What needs to be done
List all lines of the data that include the string "Copy".

Records supplied
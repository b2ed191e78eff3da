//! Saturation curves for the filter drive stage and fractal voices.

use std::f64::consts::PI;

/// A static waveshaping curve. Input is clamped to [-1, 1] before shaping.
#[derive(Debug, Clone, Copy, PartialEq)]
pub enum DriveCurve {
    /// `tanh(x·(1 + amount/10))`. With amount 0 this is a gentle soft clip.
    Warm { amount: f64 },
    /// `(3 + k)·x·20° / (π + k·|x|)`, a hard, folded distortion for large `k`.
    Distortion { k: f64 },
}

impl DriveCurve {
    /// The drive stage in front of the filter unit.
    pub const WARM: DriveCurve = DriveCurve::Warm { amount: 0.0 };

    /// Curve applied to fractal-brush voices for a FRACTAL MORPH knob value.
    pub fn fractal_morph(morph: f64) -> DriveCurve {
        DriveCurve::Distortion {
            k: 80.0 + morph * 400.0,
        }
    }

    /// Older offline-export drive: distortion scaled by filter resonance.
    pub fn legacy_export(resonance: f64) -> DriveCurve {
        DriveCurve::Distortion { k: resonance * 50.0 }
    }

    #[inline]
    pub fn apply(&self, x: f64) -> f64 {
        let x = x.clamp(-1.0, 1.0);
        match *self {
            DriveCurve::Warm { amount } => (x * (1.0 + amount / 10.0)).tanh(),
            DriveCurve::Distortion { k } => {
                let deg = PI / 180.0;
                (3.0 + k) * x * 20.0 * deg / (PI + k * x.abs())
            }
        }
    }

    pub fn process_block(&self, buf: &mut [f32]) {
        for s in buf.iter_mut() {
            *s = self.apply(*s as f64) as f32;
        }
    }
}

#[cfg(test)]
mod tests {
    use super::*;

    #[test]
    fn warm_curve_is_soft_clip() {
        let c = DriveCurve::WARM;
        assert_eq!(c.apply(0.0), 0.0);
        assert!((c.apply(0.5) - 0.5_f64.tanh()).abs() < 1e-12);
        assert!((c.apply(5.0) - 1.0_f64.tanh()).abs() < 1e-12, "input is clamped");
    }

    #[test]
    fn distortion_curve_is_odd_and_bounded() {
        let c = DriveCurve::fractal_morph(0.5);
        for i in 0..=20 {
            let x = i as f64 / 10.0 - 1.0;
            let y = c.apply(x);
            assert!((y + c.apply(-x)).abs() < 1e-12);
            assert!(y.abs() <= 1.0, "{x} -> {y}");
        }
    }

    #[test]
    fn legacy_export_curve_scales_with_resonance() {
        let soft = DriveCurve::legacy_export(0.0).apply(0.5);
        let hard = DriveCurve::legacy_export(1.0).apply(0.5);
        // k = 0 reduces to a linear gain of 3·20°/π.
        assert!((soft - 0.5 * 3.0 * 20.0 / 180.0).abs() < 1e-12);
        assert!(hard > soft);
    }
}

---

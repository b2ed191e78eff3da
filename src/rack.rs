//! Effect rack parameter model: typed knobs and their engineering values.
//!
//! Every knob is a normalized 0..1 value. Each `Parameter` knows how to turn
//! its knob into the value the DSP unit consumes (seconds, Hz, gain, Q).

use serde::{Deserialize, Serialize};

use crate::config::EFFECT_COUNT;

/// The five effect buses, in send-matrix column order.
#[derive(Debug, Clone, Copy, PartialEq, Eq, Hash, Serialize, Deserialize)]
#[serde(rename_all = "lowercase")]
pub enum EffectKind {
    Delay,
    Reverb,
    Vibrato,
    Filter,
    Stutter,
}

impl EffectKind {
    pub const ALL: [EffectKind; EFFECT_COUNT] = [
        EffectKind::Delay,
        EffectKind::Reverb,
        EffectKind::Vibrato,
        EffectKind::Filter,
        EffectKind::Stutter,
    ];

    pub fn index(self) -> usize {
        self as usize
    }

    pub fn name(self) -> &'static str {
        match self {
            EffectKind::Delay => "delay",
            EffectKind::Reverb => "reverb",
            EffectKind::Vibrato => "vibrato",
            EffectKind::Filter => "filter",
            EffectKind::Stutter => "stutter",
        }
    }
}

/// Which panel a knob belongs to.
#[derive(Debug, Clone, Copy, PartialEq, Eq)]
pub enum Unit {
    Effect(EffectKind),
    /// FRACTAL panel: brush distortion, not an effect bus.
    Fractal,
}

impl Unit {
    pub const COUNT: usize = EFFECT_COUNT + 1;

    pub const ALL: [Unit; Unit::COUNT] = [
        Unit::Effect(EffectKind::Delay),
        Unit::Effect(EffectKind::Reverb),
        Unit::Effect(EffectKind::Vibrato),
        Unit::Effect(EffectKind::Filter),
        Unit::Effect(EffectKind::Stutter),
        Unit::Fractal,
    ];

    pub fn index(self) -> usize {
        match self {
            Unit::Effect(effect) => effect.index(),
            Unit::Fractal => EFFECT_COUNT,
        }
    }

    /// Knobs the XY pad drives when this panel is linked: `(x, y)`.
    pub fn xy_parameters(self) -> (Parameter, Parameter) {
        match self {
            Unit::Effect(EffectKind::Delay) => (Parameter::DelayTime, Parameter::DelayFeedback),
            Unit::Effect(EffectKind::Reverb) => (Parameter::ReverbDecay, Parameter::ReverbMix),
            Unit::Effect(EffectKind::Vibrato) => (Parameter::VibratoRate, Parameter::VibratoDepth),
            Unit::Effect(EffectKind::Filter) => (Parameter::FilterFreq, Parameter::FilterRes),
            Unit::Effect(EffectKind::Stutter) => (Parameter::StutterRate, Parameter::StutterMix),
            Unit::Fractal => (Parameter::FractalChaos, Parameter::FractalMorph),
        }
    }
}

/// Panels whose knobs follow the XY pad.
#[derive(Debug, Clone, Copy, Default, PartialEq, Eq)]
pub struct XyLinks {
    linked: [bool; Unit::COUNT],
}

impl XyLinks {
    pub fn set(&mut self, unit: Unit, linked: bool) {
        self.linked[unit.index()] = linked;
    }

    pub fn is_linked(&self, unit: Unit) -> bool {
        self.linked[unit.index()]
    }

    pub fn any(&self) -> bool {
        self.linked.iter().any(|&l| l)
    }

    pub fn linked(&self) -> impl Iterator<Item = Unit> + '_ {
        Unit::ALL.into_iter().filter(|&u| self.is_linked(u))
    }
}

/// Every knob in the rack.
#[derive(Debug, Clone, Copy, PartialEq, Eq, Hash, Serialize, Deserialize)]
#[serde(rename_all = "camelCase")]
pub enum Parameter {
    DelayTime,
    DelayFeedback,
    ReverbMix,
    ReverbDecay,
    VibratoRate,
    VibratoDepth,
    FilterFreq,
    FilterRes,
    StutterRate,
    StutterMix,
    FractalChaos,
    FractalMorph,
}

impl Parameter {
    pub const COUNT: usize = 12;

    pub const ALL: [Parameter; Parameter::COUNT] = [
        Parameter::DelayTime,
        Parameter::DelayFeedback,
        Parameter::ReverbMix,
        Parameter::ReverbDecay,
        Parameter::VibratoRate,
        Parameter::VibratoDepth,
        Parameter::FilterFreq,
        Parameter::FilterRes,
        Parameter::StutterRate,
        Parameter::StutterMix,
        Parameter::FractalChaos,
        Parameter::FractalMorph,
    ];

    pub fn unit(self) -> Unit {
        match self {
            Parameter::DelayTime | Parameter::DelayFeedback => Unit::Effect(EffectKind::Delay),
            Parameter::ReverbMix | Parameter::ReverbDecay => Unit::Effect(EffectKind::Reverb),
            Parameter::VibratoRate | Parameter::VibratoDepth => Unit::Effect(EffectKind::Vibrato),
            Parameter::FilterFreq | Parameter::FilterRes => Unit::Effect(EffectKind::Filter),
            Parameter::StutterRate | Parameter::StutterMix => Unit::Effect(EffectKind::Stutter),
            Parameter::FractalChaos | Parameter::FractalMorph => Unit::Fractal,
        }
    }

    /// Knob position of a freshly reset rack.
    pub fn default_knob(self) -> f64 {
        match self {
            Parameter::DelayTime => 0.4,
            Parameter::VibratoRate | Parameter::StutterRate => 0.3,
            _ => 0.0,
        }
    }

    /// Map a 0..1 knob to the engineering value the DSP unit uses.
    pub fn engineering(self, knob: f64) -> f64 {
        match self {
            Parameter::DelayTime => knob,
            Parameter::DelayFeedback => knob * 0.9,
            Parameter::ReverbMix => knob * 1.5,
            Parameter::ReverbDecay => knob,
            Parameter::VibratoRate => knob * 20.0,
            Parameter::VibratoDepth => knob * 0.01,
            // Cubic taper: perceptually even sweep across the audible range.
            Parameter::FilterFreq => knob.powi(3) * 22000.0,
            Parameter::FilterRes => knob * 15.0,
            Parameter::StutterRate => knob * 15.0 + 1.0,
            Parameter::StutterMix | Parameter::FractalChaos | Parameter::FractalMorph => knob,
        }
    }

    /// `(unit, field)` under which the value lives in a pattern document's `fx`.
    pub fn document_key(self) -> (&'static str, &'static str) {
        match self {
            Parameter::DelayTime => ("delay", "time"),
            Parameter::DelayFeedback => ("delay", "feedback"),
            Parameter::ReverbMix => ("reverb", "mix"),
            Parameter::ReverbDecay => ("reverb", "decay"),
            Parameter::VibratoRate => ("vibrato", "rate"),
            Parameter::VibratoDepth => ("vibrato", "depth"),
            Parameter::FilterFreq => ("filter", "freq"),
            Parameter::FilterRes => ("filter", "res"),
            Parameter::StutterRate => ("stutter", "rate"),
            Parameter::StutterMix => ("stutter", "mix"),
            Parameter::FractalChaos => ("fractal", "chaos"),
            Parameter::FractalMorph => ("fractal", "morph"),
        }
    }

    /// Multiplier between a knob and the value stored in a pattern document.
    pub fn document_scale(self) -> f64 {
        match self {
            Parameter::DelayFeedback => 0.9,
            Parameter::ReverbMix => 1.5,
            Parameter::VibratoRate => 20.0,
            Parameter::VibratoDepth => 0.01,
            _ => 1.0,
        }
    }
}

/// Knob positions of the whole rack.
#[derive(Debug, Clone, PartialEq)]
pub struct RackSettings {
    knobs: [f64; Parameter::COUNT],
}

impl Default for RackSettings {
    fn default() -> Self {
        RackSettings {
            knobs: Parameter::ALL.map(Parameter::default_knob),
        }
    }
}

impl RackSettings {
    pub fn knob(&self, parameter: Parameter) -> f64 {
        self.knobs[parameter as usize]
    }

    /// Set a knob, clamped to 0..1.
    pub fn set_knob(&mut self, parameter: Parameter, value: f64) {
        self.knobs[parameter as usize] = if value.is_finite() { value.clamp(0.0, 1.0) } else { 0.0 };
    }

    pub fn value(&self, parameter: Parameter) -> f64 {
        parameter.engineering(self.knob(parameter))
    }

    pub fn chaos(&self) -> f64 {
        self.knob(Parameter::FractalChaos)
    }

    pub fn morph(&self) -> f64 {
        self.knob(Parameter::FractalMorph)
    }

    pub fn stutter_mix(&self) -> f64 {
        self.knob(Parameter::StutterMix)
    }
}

Result of this task
#[derive(Debug, Clone, Copy, PartialEq)]
#[derive(Debug, Clone, Copy, PartialEq, Eq, Hash, Serialize, Deserialize)]
#[derive(Debug, Clone, Copy, PartialEq, Eq)]
#[derive(Debug, Clone, Copy, Default, PartialEq, Eq)]
#[derive(Debug, Clone, Copy, PartialEq, Eq, Hash, Serialize, Deserialize)]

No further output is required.